The manner in which this science is developed in the symmetrical proportions of the entire human figure, is as remarkable for its simplicity as it has been shewn to be in those of the head and countenance. Having gone into very full details, and given ample illustration in two former works[19] upon this subject, I may here confine myself to the illustration of one description of figure, and to a reiteration of some facts stated in these works. These facts are, 1st, That on a given line the human figure is developed, as to its principal points, entirely by lines drawn either from the extremities of this line, or from some obvious or determined localities. 2d, That the angles which these lines make with the given line, are all simple sub-multiples of some given fundamental angle, or bear to it a proportion expressible under the most simple relations, such as those which constitute the scale of music. 3d, That the contour is resolved into a series of ellipses of the same simple angles. And, 4th, That these ellipses, like the lines, are inclined to the first given line by angles which are simple sub-multiples of the given fundamental angle.[62] From which four facts, and agreeably to the hypothesis I have adopted, it results as a natural consequence that the only effort which the mind exercises through the eye, in order to put itself in possession of the data for forming its judgment, is this, that it compares the angles about a point, and thereby appreciates the simplicity of their relations. In selecting the prominent features of a figure, the eye is not seeking to compare their relative distances—it is occupied solely with their relative positions. In tracing the contour, in like manner, it is not left in vague uncertainty as to what is the curve which is presented to it; unconsciously it feels the complete ellipse developed before it; and if that ellipse and its position are both formed by angles of the same simple relative value as those which aided its determination of the positions of the prominent features, it is satisfied, and finds the symmetry perfect.

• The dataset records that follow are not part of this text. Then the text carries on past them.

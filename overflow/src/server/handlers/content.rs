use axum::Json;
use axum::extract::{Path, State};
use axum::http::StatusCode;
use overflow_shared::types::{
    Answer, Comment, CommentParent, NewAnswer, NewComment, NewQuestion, Question, UserId, VotableId,
    VotableKind,
};
use serde::Deserialize;
use tracing::info;

use crate::server::error::ApiError;
use crate::server::extract::{ApiJson, AuthUser};
use crate::server::state::AppState;

#[derive(Debug, Deserialize)]
pub struct CreateQuestionRequest {
    pub title: String,
    pub text: String,
    #[serde(default)]
    pub tags: Vec<String>,
}

#[derive(Debug, Deserialize)]
pub struct TextRequest {
    pub text: String,
}

fn required(field: &str, value: &str) -> Result<String, ApiError> {
    let value = value.trim();
    if value.is_empty() {
        return Err(ApiError::BadRequest(format!("{field} must not be empty")));
    }
    Ok(value.to_string())
}

/// Trims tags, drops empty ones and keeps the first occurrence of each.
fn normalize_tags(tags: Vec<String>) -> Vec<String> {
    let mut normalized: Vec<String> = Vec::with_capacity(tags.len());
    for tag in tags {
        let tag = tag.trim().to_lowercase();
        if !tag.is_empty() && !normalized.contains(&tag) {
            normalized.push(tag);
        }
    }
    normalized
}

pub async fn create_question(
    State(state): State<AppState>,
    AuthUser(author_id): AuthUser,
    ApiJson(request): ApiJson<CreateQuestionRequest>,
) -> Result<(StatusCode, Json<Question>), ApiError> {
    let question = state
        .content
        .create_question(&NewQuestion {
            author_id,
            title: required("title", &request.title)?,
            text: required("text", &request.text)?,
            tags: normalize_tags(request.tags),
        })
        .await?;

    info!(id = %question.id, %author_id, "Question created");
    Ok((StatusCode::CREATED, Json(question)))
}

pub async fn create_answer(
    State(state): State<AppState>,
    AuthUser(author_id): AuthUser,
    Path(question_id): Path<VotableId>,
    ApiJson(request): ApiJson<TextRequest>,
) -> Result<(StatusCode, Json<Answer>), ApiError> {
    let answer = state
        .content
        .create_answer(&NewAnswer {
            question_id,
            author_id,
            text: required("text", &request.text)?,
        })
        .await?;

    info!(id = %answer.id, %question_id, %author_id, "Answer created");
    Ok((StatusCode::CREATED, Json(answer)))
}

pub async fn comment_on_question(
    State(state): State<AppState>,
    AuthUser(author_id): AuthUser,
    Path(id): Path<VotableId>,
    ApiJson(request): ApiJson<TextRequest>,
) -> Result<(StatusCode, Json<Comment>), ApiError> {
    let parent = CommentParent {
        kind: VotableKind::Question,
        id,
    };
    create_comment(&state, author_id, parent, &request.text).await
}

pub async fn comment_on_answer(
    State(state): State<AppState>,
    AuthUser(author_id): AuthUser,
    Path(id): Path<VotableId>,
    ApiJson(request): ApiJson<TextRequest>,
) -> Result<(StatusCode, Json<Comment>), ApiError> {
    let parent = CommentParent {
        kind: VotableKind::Answer,
        id,
    };
    create_comment(&state, author_id, parent, &request.text).await
}

async fn create_comment(
    state: &AppState,
    author_id: UserId,
    parent: CommentParent,
    text: &str,
) -> Result<(StatusCode, Json<Comment>), ApiError> {
    let comment = state
        .content
        .create_comment(&NewComment {
            parent,
            author_id,
            text: required("text", text)?,
        })
        .await?;

    info!(id = %comment.id, parent_kind = %parent.kind, parent_id = %parent.id, "Comment created");
    Ok((StatusCode::CREATED, Json(comment)))
}

fn not_found(kind: VotableKind, id: VotableId) -> ApiError {
    ApiError::NotFound(format!("{kind} {id} not found"))
}

pub async fn get_question(
    State(state): State<AppState>,
    Path(id): Path<VotableId>,
) -> Result<Json<Question>, ApiError> {
    let question = state.content.get_question(id).await?;
    question.map(Json).ok_or_else(|| not_found(VotableKind::Question, id))
}

pub async fn get_answer(
    State(state): State<AppState>,
    Path(id): Path<VotableId>,
) -> Result<Json<Answer>, ApiError> {
    let answer = state.content.get_answer(id).await?;
    answer.map(Json).ok_or_else(|| not_found(VotableKind::Answer, id))
}

pub async fn get_comment(
    State(state): State<AppState>,
    Path(id): Path<VotableId>,
) -> Result<Json<Comment>, ApiError> {
    let comment = state.content.get_comment(id).await?;
    comment.map(Json).ok_or_else(|| not_found(VotableKind::Comment, id))
}

#[cfg(test)]
mod tests {
    use super::*;

    #[test]
    fn test_normalize_tags() {
        let tags = vec![
            " Rust ".to_string(),
            "".to_string(),
            "async".to_string(),
            "rust".to_string(),
        ];
        assert_eq!(normalize_tags(tags), vec!["rust".to_string(), "async".to_string()]);
    }

    #[test]
    fn test_required_rejects_blank_input() {
        assert!(matches!(required("title", "   "), Err(ApiError::BadRequest(_))));
        assert_eq!(required("title", " Why? ").unwrap(), "Why?");
    }
}
//! Error types for the repositories.
//! Defines specific errors that can occur while reading or writing votable
//! content, users, sessions and votes.
use overflow_shared::types::{ConversionError, VotableId, VotableKind};
use thiserror::Error;

/// Represents errors that can occur within the repositories.
///
/// This enum consolidates store failures (SQLx errors, migration errors) and
/// the domain-level conditions a store detects, such as missing records.
#[derive(Debug, Error)]
pub enum RepositoryError {
    #[error("Database error: {0}")]
    DatabaseError(#[from] sqlx::Error),

    #[error("Migration error: {0}")]
    MigrationError(#[from] sqlx::migrate::MigrateError),

    #[error("Invalid stored value: {0}")]
    InvalidStoredValue(#[from] ConversionError),

    #[error("{kind} {id} not found")]
    NotFound { kind: VotableKind, id: VotableId },

    #[error("Comments cannot be attached to a {0}")]
    InvalidCommentParent(VotableKind),

    #[error("{0}s are not moderated")]
    NotModerated(VotableKind),

    #[error("Username already taken: {0}")]
    UsernameTaken(String),
}

impl RepositoryError {
    pub fn not_found(kind: VotableKind, id: VotableId) -> Self {
        Self::NotFound { kind, id }
    }
}
use async_trait::async_trait;
use overflow_shared::types::{Direction, Transition, UserId, VotableId, VotableKind, VoteState};

use crate::errors::RepositoryError;
use crate::interfaces::{CommitOutcome, VoteTarget};
use crate::postgres::table_for;

/// PostgreSQL implementation of `VoteTarget` for one votable kind.
///
/// The kind selects the content table whose `vote_count` is adjusted; the vote
/// relation for all kinds lives in `user_votes`.
///
/// ## Features
///
/// - Membership and count changes share one transaction
/// - Membership writes are conditional on the prior state, so concurrent
///   requests for the same (user, entity) cannot both apply
/// - Counts are adjusted in place with `vote_count = vote_count + $delta`
#[derive(Clone)]
pub struct PostgresVoteTarget {
    pool: sqlx::PgPool,
    kind: VotableKind,
}

impl PostgresVoteTarget {
    pub fn new(pool: sqlx::PgPool, kind: VotableKind) -> Self {
        Self { pool, kind }
    }

    /// Creates one target per votable kind, sharing the pool.
    pub fn for_all_kinds(pool: &sqlx::PgPool) -> Vec<Self> {
        VotableKind::ALL
            .into_iter()
            .map(|kind| Self::new(pool.clone(), kind))
            .collect()
    }

    /// Applies the membership half of a transition within an active transaction.
    ///
    /// # Returns
    ///
    /// * `Ok(true)` - The stored vote matched `transition.from` and was updated
    /// * `Ok(false)` - The stored vote had already changed; nothing was written
    async fn update_membership_tx(
        &self,
        user_id: UserId,
        id: VotableId,
        transition: Transition,
        tx: &mut sqlx::Transaction<'_, sqlx::Postgres>,
    ) -> Result<bool, RepositoryError> {
        let kind = i16::from(self.kind);
        let result = match (transition.from.direction(), transition.to.direction()) {
            (None, Some(to)) => {
                sqlx::query(
                    r#"
                    INSERT INTO user_votes (user_id, votable_kind, votable_id, direction)
                    VALUES ($1, $2, $3, $4)
                    ON CONFLICT (user_id, votable_kind, votable_id) DO NOTHING
                    "#,
                )
                .bind(user_id)
                .bind(kind)
                .bind(id)
                .bind(i16::from(to))
                .execute(&mut **tx)
                .await?
            }
            (Some(from), None) => {
                sqlx::query(
                    r#"
                    DELETE FROM user_votes
                    WHERE user_id = $1 AND votable_kind = $2 AND votable_id = $3 AND direction = $4
                    "#,
                )
                .bind(user_id)
                .bind(kind)
                .bind(id)
                .bind(i16::from(from))
                .execute(&mut **tx)
                .await?
            }
            (Some(from), Some(to)) => {
                sqlx::query(
                    r#"
                    UPDATE user_votes
                    SET direction = $5, voted_at = now()
                    WHERE user_id = $1 AND votable_kind = $2 AND votable_id = $3 AND direction = $4
                    "#,
                )
                .bind(user_id)
                .bind(kind)
                .bind(id)
                .bind(i16::from(from))
                .bind(i16::from(to))
                .execute(&mut **tx)
                .await?
            }
            (None, None) => return Ok(true),
        };

        Ok(result.rows_affected() == 1)
    }
}

#[async_trait]
impl VoteTarget for PostgresVoteTarget {
    fn kind(&self) -> VotableKind {
        self.kind
    }

    async fn vote_count(&self, id: VotableId) -> Result<Option<i64>, RepositoryError> {
        let query = format!("SELECT vote_count FROM {} WHERE id = $1", table_for(self.kind));
        let count = sqlx::query_scalar::<_, i64>(&query)
            .bind(id)
            .fetch_optional(&self.pool)
            .await?;
        Ok(count)
    }

    async fn user_vote_state(
        &self,
        user_id: UserId,
        id: VotableId,
    ) -> Result<VoteState, RepositoryError> {
        let direction = sqlx::query_scalar::<_, i16>(
            r#"
            SELECT direction FROM user_votes
            WHERE user_id = $1 AND votable_kind = $2 AND votable_id = $3
            "#,
        )
        .bind(user_id)
        .bind(i16::from(self.kind))
        .bind(id)
        .fetch_optional(&self.pool)
        .await?;

        let direction = direction.map(Direction::try_from).transpose()?;
        Ok(VoteState::from(direction))
    }

    /// Commits a transition in a single transaction.
    ///
    /// The membership row is written first and acts as the guard. If the entity
    /// is missing the transaction is dropped, rolling the membership change back.
    async fn commit_transition(
        &self,
        user_id: UserId,
        id: VotableId,
        transition: Transition,
    ) -> Result<CommitOutcome, RepositoryError> {
        let mut tx = self.pool.begin().await?;

        if !self.update_membership_tx(user_id, id, transition, &mut tx).await? {
            tx.rollback().await?;
            return Ok(CommitOutcome::Stale);
        }

        let query = format!(
            "UPDATE {} SET vote_count = vote_count + $1 WHERE id = $2 RETURNING vote_count",
            table_for(self.kind)
        );
        let vote_count = sqlx::query_scalar::<_, i64>(&query)
            .bind(transition.delta())
            .bind(id)
            .fetch_optional(&mut *tx)
            .await?;

        match vote_count {
            Some(vote_count) => {
                tx.commit().await?;
                Ok(CommitOutcome::Applied { vote_count })
            }
            None => {
                tx.rollback().await?;
                Err(RepositoryError::not_found(self.kind, id))
            }
        }
    }
}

Müller, and other investigators into the archæology of art, refer to the great difficulty which exists in discovering the principles which the ancients followed in regard to the proportions of the human figure, from the different sexes and characters to which they require to be applied. But in the system thus founded upon the harmonic law of nature, no such difficulty is felt, for it is as applicable to the massive proportions which characterise the ancient representations of the Hercules, as to the delicate and perfectly symmetrical beauty of the Venus. This change is effected simply by an increase in the fundamental angle. For instance, in the construction of a figure of the exact proportions of the Venus, the right angle is adopted. But in the construction of a figure of the massive proportions of the Hercules, it is requisite to adopt an angle which bears to the right angle the ratio of 6:5. The adoption of this angle I have shewn in another[63] work[20] to produce in the Hercules those proportions which are so characteristic of physical power. The ellipses which govern the outline, being also formed upon the same larger class of angles, give the contour of the muscles a more massive character. In comparing the male and female forms thus geometrically constructed, it will be found that that of the female is more harmoniously symmetrical, because the right angle is the fundamental angle for the trunk and the limbs as well as for the head and countenance; while in that of the male, the right angle is the fundamental angle for the head only. It may also be observed, that, from the greater proportional width of the pelvis of the female, the centres of that motion which the heads of the thigh bones perform in the cotyloid cavities, and the centres of that still more extensive range of motion which the arm is capable of performing at the shoulder joints, are nearly in the same line which determines the central motion of the vertebral column, while those of the male are not; consequently all the motions of the female are more graceful than those of the male.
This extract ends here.